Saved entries

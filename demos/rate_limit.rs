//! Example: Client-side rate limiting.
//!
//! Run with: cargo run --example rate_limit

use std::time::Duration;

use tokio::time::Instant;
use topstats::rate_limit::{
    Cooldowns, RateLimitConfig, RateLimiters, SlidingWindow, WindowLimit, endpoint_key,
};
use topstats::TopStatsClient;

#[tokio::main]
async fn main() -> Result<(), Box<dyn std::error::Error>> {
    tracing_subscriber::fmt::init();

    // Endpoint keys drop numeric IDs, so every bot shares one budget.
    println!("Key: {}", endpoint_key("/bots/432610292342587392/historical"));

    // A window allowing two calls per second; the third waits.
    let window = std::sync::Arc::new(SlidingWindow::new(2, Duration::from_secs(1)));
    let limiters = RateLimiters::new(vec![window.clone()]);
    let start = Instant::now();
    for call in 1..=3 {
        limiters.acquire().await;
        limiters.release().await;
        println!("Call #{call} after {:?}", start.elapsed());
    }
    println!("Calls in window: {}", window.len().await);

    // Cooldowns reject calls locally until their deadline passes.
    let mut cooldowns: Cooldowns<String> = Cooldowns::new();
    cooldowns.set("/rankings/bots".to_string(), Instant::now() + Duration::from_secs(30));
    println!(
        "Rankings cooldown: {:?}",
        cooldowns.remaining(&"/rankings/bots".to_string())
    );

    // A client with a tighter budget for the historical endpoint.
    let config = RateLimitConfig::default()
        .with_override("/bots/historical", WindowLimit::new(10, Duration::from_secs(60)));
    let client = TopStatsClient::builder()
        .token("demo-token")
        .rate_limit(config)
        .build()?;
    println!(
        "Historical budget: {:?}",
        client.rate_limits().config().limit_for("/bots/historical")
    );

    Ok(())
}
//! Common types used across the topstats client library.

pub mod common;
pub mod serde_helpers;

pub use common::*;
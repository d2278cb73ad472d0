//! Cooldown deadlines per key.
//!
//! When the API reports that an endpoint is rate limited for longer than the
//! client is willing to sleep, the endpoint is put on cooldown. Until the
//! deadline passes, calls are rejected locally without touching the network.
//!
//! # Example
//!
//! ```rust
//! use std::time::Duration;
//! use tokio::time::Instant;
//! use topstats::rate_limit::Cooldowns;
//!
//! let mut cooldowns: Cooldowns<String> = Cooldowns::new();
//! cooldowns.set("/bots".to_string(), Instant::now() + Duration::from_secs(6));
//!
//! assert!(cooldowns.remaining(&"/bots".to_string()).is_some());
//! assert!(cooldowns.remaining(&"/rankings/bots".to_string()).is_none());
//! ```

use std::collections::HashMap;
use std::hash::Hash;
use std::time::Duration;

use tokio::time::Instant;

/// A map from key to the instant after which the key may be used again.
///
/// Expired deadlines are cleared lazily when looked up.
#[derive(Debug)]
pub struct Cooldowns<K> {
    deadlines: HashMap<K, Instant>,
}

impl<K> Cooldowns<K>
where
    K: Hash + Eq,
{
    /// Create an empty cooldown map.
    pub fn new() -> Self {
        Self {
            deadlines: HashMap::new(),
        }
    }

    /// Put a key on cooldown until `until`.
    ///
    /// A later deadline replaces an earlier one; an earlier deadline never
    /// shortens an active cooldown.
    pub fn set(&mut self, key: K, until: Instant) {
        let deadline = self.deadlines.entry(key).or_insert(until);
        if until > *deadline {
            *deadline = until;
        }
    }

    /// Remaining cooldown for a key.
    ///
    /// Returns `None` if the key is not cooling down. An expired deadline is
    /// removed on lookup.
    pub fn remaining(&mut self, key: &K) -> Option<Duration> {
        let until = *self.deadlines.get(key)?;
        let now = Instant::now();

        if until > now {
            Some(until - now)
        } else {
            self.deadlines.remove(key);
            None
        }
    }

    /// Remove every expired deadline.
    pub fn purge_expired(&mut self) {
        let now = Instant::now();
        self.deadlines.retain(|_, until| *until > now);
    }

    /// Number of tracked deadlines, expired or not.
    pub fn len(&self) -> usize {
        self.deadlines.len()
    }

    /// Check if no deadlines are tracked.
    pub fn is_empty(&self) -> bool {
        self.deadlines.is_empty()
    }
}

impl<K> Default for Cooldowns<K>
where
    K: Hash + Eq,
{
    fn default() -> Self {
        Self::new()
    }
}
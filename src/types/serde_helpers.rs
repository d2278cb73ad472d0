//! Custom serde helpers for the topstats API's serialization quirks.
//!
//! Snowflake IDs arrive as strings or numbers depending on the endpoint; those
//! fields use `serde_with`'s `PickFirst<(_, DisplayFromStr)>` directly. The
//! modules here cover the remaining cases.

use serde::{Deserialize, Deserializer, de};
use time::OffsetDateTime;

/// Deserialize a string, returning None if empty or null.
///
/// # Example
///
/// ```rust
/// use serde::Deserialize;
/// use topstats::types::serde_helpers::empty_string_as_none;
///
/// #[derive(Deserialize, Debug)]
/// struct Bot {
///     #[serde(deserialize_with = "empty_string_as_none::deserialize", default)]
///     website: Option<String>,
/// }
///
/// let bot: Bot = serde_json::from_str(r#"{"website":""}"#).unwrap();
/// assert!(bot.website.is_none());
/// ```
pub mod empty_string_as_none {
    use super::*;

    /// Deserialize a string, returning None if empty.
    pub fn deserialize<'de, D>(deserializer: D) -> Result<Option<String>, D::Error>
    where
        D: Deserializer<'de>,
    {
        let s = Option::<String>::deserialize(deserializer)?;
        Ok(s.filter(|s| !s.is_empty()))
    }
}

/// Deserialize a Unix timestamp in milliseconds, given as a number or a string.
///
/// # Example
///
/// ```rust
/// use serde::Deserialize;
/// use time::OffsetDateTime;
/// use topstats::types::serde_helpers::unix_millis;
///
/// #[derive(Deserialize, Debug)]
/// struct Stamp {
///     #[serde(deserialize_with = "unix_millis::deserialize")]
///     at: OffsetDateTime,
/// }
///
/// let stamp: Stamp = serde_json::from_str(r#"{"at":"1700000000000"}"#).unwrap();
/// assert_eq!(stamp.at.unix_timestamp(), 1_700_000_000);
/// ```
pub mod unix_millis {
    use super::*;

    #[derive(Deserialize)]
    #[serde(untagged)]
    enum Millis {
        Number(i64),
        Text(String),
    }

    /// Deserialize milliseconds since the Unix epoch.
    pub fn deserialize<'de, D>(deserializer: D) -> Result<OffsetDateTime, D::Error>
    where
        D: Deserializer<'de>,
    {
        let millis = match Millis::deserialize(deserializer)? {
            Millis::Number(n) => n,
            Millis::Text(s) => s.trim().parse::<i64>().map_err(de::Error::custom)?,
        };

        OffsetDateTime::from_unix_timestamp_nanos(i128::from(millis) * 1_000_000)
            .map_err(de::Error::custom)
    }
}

WORK TO COMPLETE → Your task is to restate, word for word, only those lines above that fall between the line holding "let config = RateLimitConfig::default()" and the line holding "pub mod serde_helpers;", inclusive.

OUTPUT BELOW →
    let config = RateLimitConfig::default()
        .with_override("/bots/historical", WindowLimit::new(10, Duration::from_secs(60)));
    let client = TopStatsClient::builder()
        .token("demo-token")
        .rate_limit(config)
        .build()?;
    println!(
        "Historical budget: {:?}",
        client.rate_limits().config().limit_for("/bots/historical")
    );

    Ok(())
}
//! Common types used across the topstats client library.

pub mod common;
pub mod serde_helpers;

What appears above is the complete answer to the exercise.